Give again the lines of the data from its first line through the line with "pub enum ConfigError". Change nothing.

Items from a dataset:
┏━━

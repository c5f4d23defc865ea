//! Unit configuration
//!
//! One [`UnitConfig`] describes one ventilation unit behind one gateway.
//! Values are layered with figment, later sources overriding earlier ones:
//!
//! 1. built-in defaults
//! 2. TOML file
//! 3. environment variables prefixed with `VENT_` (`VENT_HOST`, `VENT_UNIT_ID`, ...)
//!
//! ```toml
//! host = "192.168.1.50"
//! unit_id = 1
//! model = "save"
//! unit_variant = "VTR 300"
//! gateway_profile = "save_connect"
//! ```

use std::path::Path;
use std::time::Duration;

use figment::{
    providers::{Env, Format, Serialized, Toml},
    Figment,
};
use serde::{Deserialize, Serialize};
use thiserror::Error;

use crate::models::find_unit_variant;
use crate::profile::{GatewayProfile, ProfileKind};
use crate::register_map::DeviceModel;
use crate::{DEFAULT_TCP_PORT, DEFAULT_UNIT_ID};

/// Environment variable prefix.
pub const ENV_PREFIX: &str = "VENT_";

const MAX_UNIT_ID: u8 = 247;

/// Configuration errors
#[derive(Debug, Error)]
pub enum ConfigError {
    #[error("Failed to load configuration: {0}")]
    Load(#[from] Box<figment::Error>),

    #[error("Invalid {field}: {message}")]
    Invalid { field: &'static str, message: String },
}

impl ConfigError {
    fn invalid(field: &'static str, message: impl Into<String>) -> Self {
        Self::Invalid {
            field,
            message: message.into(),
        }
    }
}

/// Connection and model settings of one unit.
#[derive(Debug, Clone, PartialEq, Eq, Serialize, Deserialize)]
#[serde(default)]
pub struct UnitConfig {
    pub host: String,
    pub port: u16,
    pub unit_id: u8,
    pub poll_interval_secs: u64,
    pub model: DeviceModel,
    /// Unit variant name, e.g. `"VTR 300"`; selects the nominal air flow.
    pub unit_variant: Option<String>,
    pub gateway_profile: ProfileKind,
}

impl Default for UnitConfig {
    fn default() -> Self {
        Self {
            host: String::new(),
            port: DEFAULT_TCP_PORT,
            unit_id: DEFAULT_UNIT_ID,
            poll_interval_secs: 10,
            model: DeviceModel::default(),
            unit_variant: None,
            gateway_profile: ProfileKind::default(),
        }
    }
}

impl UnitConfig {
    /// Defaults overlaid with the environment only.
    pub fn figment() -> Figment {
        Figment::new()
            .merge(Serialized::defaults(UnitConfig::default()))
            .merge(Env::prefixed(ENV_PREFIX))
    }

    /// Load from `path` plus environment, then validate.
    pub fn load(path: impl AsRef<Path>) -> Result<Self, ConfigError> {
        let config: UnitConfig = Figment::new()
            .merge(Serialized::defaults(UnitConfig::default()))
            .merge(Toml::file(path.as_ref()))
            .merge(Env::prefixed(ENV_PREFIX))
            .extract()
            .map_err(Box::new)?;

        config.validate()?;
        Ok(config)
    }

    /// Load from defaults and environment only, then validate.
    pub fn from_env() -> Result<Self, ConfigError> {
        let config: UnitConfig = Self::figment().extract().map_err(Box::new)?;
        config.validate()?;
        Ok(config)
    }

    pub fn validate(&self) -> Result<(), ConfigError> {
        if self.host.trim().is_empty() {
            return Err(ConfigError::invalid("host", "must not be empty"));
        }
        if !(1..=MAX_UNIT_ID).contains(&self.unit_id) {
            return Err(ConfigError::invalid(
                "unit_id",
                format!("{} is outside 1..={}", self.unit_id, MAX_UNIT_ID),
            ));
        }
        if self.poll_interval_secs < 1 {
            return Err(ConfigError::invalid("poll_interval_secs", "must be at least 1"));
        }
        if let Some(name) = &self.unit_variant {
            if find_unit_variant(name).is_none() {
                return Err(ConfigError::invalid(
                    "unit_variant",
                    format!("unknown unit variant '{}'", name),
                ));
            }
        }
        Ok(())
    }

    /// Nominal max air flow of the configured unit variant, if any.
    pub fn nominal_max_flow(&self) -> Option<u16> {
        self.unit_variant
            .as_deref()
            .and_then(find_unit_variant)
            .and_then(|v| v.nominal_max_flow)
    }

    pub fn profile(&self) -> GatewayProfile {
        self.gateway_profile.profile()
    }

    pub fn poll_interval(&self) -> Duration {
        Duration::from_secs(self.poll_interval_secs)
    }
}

┗━━

• **RESPONSE**:
repository c5f4d23defc865ea
//! Unit configuration
//!
//! One [`UnitConfig`] describes one ventilation unit behind one gateway.
//! Values are layered with figment, later sources overriding earlier ones:
//!
//! 1. built-in defaults
//! 2. TOML file
//! 3. environment variables prefixed with `VENT_` (`VENT_HOST`, `VENT_UNIT_ID`, ...)
//!
//! ```toml
//! host = "192.168.1.50"
//! unit_id = 1
//! model = "save"
//! unit_variant = "VTR 300"
//! gateway_profile = "save_connect"
//! ```

use std::path::Path;
use std::time::Duration;

use figment::{
    providers::{Env, Format, Serialized, Toml},
    Figment,
};
use serde::{Deserialize, Serialize};
use thiserror::Error;

use crate::models::find_unit_variant;
use crate::profile::{GatewayProfile, ProfileKind};
use crate::register_map::DeviceModel;
use crate::{DEFAULT_TCP_PORT, DEFAULT_UNIT_ID};

/// Environment variable prefix.
pub const ENV_PREFIX: &str = "VENT_";

const MAX_UNIT_ID: u8 = 247;

/// Configuration errors
#[derive(Debug, Error)]
pub enum ConfigError {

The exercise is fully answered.